La irreligión: el primer mandamiento de Dios reprueba los principales pecados de irreligión: 1- La acción de tentar a Dios consiste en poner a prueba, de palabra o de obra, su bondad y su omnipotencia. El reto que contiene este tentar a Dios lesiona el respeto y la confianza que debemos a nuestro Creador y Señor (cf. 2119). 2- El sacrilegio consiste en profanar o tratar indignamente los sacramentos y las otras acciones litúrgicas, así como las personas, las cosas y los lugares consagrados a Dios (cf. 2120). 3- La simonía se define como la compra o venta de cosas espirituales. A Simón el mago, que quiso comprar el poder espiritual del que vio dotado a los Apóstoles, Pedro le responde: “Vaya tu dinero a la perdición y tú con él, pues has pensado que el don de Dios se compra con dinero” (cf. 2121)

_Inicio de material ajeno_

//! Structured logging setup for all services

use std::str::FromStr;

use tracing_subscriber::{fmt, layer::SubscriberExt, util::SubscriberInitExt, EnvFilter};
use super::{ObservabilityError, ObservabilityResult};

/// Log level configuration
#[derive(Debug, Clone, Copy, PartialEq, Eq)]
pub enum LogLevel {
    Trace,
    Debug,
    Info,
    Warn,
    Error,
}

impl LogLevel {
    pub fn as_str(&self) -> &str {
        match self {
            LogLevel::Trace => "trace",
            LogLevel::Debug => "debug",
            LogLevel::Info => "info",
            LogLevel::Warn => "warn",
            LogLevel::Error => "error",
        }
    }
}

impl FromStr for LogLevel {
    type Err = ObservabilityError;

    fn from_str(s: &str) -> Result<Self, Self::Err> {
        match s.trim().to_ascii_lowercase().as_str() {
            "trace" => Ok(LogLevel::Trace),
            "debug" => Ok(LogLevel::Debug),
            "info" => Ok(LogLevel::Info),
            "warn" | "warning" => Ok(LogLevel::Warn),
            "error" => Ok(LogLevel::Error),
            other => Err(ObservabilityError::Logging(format!("unknown log level '{}'", other))),
        }
    }
}

/// Log format configuration
#[derive(Debug, Clone, Copy, PartialEq, Eq)]
pub enum LogFormat {
    /// Human-readable format
    Pretty,
    /// JSON format for log aggregation
    Json,
    Compact,
}

impl FromStr for LogFormat {
    type Err = ObservabilityError;

    fn from_str(s: &str) -> Result<Self, Self::Err> {
        match s.trim().to_ascii_lowercase().as_str() {
            "pretty" => Ok(LogFormat::Pretty),
            "json" => Ok(LogFormat::Json),
            "compact" => Ok(LogFormat::Compact),
            other => Err(ObservabilityError::Logging(format!("unknown log format '{}'", other))),
        }
    }
}

/// Logging configuration
#[derive(Debug, Clone)]
pub struct LogConfig {
    pub level: LogLevel,
    pub format: LogFormat,
    pub service_name: String,
    pub include_line_numbers: bool,
    pub include_thread_ids: bool,
}

impl Default for LogConfig {
    fn default() -> Self {
        Self {
            level: LogLevel::Info,
            format: LogFormat::Pretty,
            service_name: "materials-service".to_string(),
            include_line_numbers: true,
            include_thread_ids: false,
        }
    }
}

/// Initialize logging for the service. `RUST_LOG` takes precedence over `config.level`.
pub fn init_logging(config: LogConfig) -> ObservabilityResult<()> {
    let env_filter = EnvFilter::try_from_default_env()
        .unwrap_or_else(|_| EnvFilter::new(config.level.as_str()));

    match config.format {
        LogFormat::Pretty => {
            tracing_subscriber::registry()
                .with(env_filter)
                .with(
                    fmt::layer()
                        .with_target(true)
                        .with_thread_ids(config.include_thread_ids)
                        .with_line_number(config.include_line_numbers)
                        .pretty()
                )
                .try_init()
                .map_err(|e| ObservabilityError::Logging(e.to_string()))?;
        }
        LogFormat::Json => {
            tracing_subscriber::registry()
                .with(env_filter)
                .with(
                    fmt::layer()
                        .json()
                        .with_target(true)
                        .with_current_span(true)
                        .with_thread_ids(config.include_thread_ids)
                        .with_line_number(config.include_line_numbers)
                )
                .try_init()
                .map_err(|e| ObservabilityError::Logging(e.to_string()))?;
        }
        LogFormat::Compact => {
            tracing_subscriber::registry()
                .with(env_filter)
                .with(
                    fmt::layer()
                        .compact()
                        .with_target(true)
                        .with_thread_ids(config.include_thread_ids)
                )
                .try_init()
                .map_err(|e| ObservabilityError::Logging(e.to_string()))?;
        }
    }

    tracing::info!(
        service = %config.service_name,
        level = %config.level.as_str(),
        "Logging initialized"
    );

    Ok(())
}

El ateísmo: en cuanto rechaza o niega la existencia de Dios, el ateísmo es un pecado contra la virtud de la religión. En la génesis y difusión del ateísmo “puede corresponder a los creyentes una parte no pequeña; en cuanto que, por descuido en la educación para la fe, por una exposición falsificada de la doctrina, o también por los defectos de su vida religiosa, moral y social, puede decirse que han velado el verdadero rostro de Dios y de la religión, más que revelarlo” (GS 19, 3). Con frecuencia el ateísmo se funda en una concepción falsa de la autonomía humana, llevada hasta el rechazo de toda dependencia respecto a Dios (GS 20, 1) (cf. 2125-2126).
El agnosticismo: el agnóstico se resiste a negar a Dios; al contrario, postula la existencia de un ser trascendente que no podría revelarse y del que nadie podría decir nada. En otros casos, el agnóstico no se pronuncia sobre la existencia de Dios, manifestando que es imposible probarla e incluso afirmarla o negarla. El agnosticismo puede contener a veces una cierta búsqueda de Dios, pero puede igualmente representar un indiferentismo, una huida ante la cuestión última de la existencia, y una pereza de la conciencia moral. El agnosticismo equivale con mucha frecuencia a un ateísmo práctico (cf. 2127-2128).
Así pues, no nos cansemos nunca de amar a Dios y huyamos de todo aquello que pueda ofenderle.